A library for converting DOCX files to HTML and plain text

These details have not been verified by PyPI

Project links

Project description

DOCX Parser Converter - Python

Python implementation of the DOCX parser and converter. Built with Python 3.10+, Pydantic models, and lxml.

For installation and quick start, see the main README.
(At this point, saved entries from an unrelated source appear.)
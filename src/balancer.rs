//! Power-of-two-choices selection over healthy deployments.
//!
//! Two candidates are drawn uniformly at random and the less utilized one
//! wins. This gives near-optimal load spread with no shared state, which
//! is what lets independent switchboard instances across processes
//! balance the same pool without coordination. Ties break on the lower
//! in-flight count, then lexicographically by name.

use crate::deployment::DeploymentClient;
use rand::Rng;
use std::cmp::Ordering;
use std::sync::Arc;

/// Pick a deployment from a slice of currently healthy candidates.
/// Returns `None` on an empty slice.
pub(crate) fn pick(candidates: &[Arc<DeploymentClient>]) -> Option<&Arc<DeploymentClient>> {
    match candidates {
        [] => None,
        [only] => Some(only),
        _ => {
            let mut rng = rand::rng();
            let first = rng.random_range(0..candidates.len());
            // Second draw over the remaining indices keeps the pair distinct.
            let mut second = rng.random_range(0..candidates.len() - 1);
            if second >= first {
                second += 1;
            }

            let a = &candidates[first];
            let b = &candidates[second];
            match compare(a, b) {
                Ordering::Greater => Some(b),
                _ => Some(a),
            }
        }
    }
}

fn compare(a: &DeploymentClient, b: &DeploymentClient) -> Ordering {
    a.utilization()
        .partial_cmp(&b.utilization())
        .unwrap_or(Ordering::Equal)
        .then_with(|| a.in_flight().cmp(&b.in_flight()))
        .then_with(|| a.name().cmp(b.name()))
}

#[cfg(test)]
mod tests {
    use super::*;
    use crate::test_utils::{stub_deployment, test_config};
    use std::collections::HashMap;

    fn deployment(name: &str, rpm_limit: u64) -> Arc<DeploymentClient> {
        stub_deployment(test_config(name, 0, rpm_limit))
    }

    #[test]
    fn empty_slice_yields_none() {
        assert!(pick(&[]).is_none());
    }

    #[test]
    fn single_candidate_is_returned_directly() {
        let pool = vec![deployment("only", 0)];
        assert_eq!(pick(&pool).unwrap().name(), "only");
    }

    #[test]
    fn lower_utilization_wins() {
        // "busy" at 90% request utilization, "idle" at 10%
        let busy = deployment("busy", 10);
        let idle = deployment("idle", 10);
        for _ in 0..9 {
            busy.note_request_for_test();
        }
        idle.note_request_for_test();

        let pool = vec![busy, idle];
        for _ in 0..50 {
            assert_eq!(pick(&pool).unwrap().name(), "idle");
        }
    }

    #[test]
    fn equal_utilization_ties_break_by_name() {
        let pool = vec![deployment("beta", 0), deployment("alpha", 0)];
        // Both unlimited (utilization 0) with zero in-flight, so the
        // lexicographically smaller name must win every draw.
        for _ in 0..50 {
            assert_eq!(pick(&pool).unwrap().name(), "alpha");
        }
    }

    #[test]
    fn selection_converges_to_uniform_under_load() {
        // Each pick accounts one request against the winner, so the
        // two-choices dynamic should spread load close to evenly.
        let pool: Vec<_> = ["a", "b", "c", "d"]
            .iter()
            .map(|n| deployment(n, 1_000_000))
            .collect();

        let trials = 2000;
        let mut counts: HashMap<String, usize> = HashMap::new();
        for _ in 0..trials {
            let selected = pick(&pool).unwrap();
            selected.note_request_for_test();
            *counts.entry(selected.name().to_string()).or_insert(0) += 1;
        }

        for (name, count) in &counts {
            assert!(
                (350..=650).contains(count),
                "expected ~500 selections for {name}, got {count}"
            );
        }
        assert_eq!(counts.len(), 4);
    }
}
⚠️ Breaking Changes in v1.0.0

Version 1.0.0 introduces a completely rewritten API. If you're upgrading from a previous version, please read the CHANGELOG.md for the full migration guide.

Quick Migration

Old API (deprecated):

from docx_parser_converter.docx_parsers.utils import read_binary_from_file_path
from docx_parser_converter.docx_to_html.docx_to_html_converter import DocxToHtmlConverter

docx_content = read_binary_from_file_path("document.docx")
converter = DocxToHtmlConverter(docx_content)
html = converter.convert_to_html()

New API (recommended):

from docx_parser_converter import docx_to_html

html = docx_to_html("document.docx")

The old API still works but emits deprecation warnings. It will be removed in a future version.

Configuration

Use ConversionConfig to customize the conversion:

from docx_parser_converter import ConversionConfig, docx_to_html, docx_to_text

# HTML conversion options
config = ConversionConfig(
    # HTML-specific options
    title="My Document",           # Document title in <title> tag
    language="en",                 # HTML lang attribute
    style_mode="inline",           # "inline", "class", or "none"
    use_semantic_tags=False,       # Use CSS spans (False) vs <strong>, <em> (True)
    fragment_only=False,           # Output just content without HTML wrapper
    custom_css="body { margin: 2em; }",  # Custom CSS to include
    responsive=True,               # Include viewport meta tag

    # Text-specific options
    text_formatting="plain",       # "plain" or "markdown"
    table_mode="auto",             # "auto", "ascii", "tabs", or "plain"
    paragraph_separator="\n\n",    # Separator between paragraphs
)

html = docx_to_html("document.docx", config=config)
text = docx_to_text("document.docx", config=config)

Configuration Options

HTML Options

Option	Type	Default	Description
`style_mode`	`"inline"` \| `"class"` \| `"none"`	`"inline"`	How to output CSS styles
`use_semantic_tags`	`bool`	`False`	Use semantic tags (`<strong>`, `<em>`) vs CSS spans
`preserve_whitespace`	`bool`	`False`	Preserve whitespace in content
`title`	`str`	`""`	Document title for HTML output
`language`	`str`	`"en"`	HTML `lang` attribute
`fragment_only`	`bool`	`False`	Output only content, no HTML wrapper
`custom_css`	`str \| None`	`None`	Custom CSS to include
`css_files`	`list[str]`	`[]`	External CSS files to reference
`responsive`	`bool`	`True`	Include viewport meta tag
`include_print_styles`	`bool`	`False`	Include print media query styles

Text Options

Option	Type	Default	Description
`text_formatting`	`"plain"` \| `"markdown"`	`"plain"`	Output format
`table_mode`	`"auto"` \| `"ascii"` \| `"tabs"` \| `"plain"`	`"auto"`	Table rendering mode
`paragraph_separator`	`str`	`"\n\n"`	Separator between paragraphs
`preserve_empty_paragraphs`	`bool`	`True`	Preserve empty paragraphs

Table Rendering Modes

auto: Automatically selects ASCII for tables with visible borders, tabs for others
ascii: ASCII box drawing characters (+, -, |)
tabs: Tab-separated columns
plain: Space-separated columns

Example ASCII table output:

+----------+----------+
| Header 1 | Header 2 |
+----------+----------+
| Cell 1   | Cell 2   |
+----------+----------+

Markdown Formatting

When using text_formatting="markdown", formatting is preserved:

config = ConversionConfig(text_formatting="markdown")
text = docx_to_text("document.docx", config=config)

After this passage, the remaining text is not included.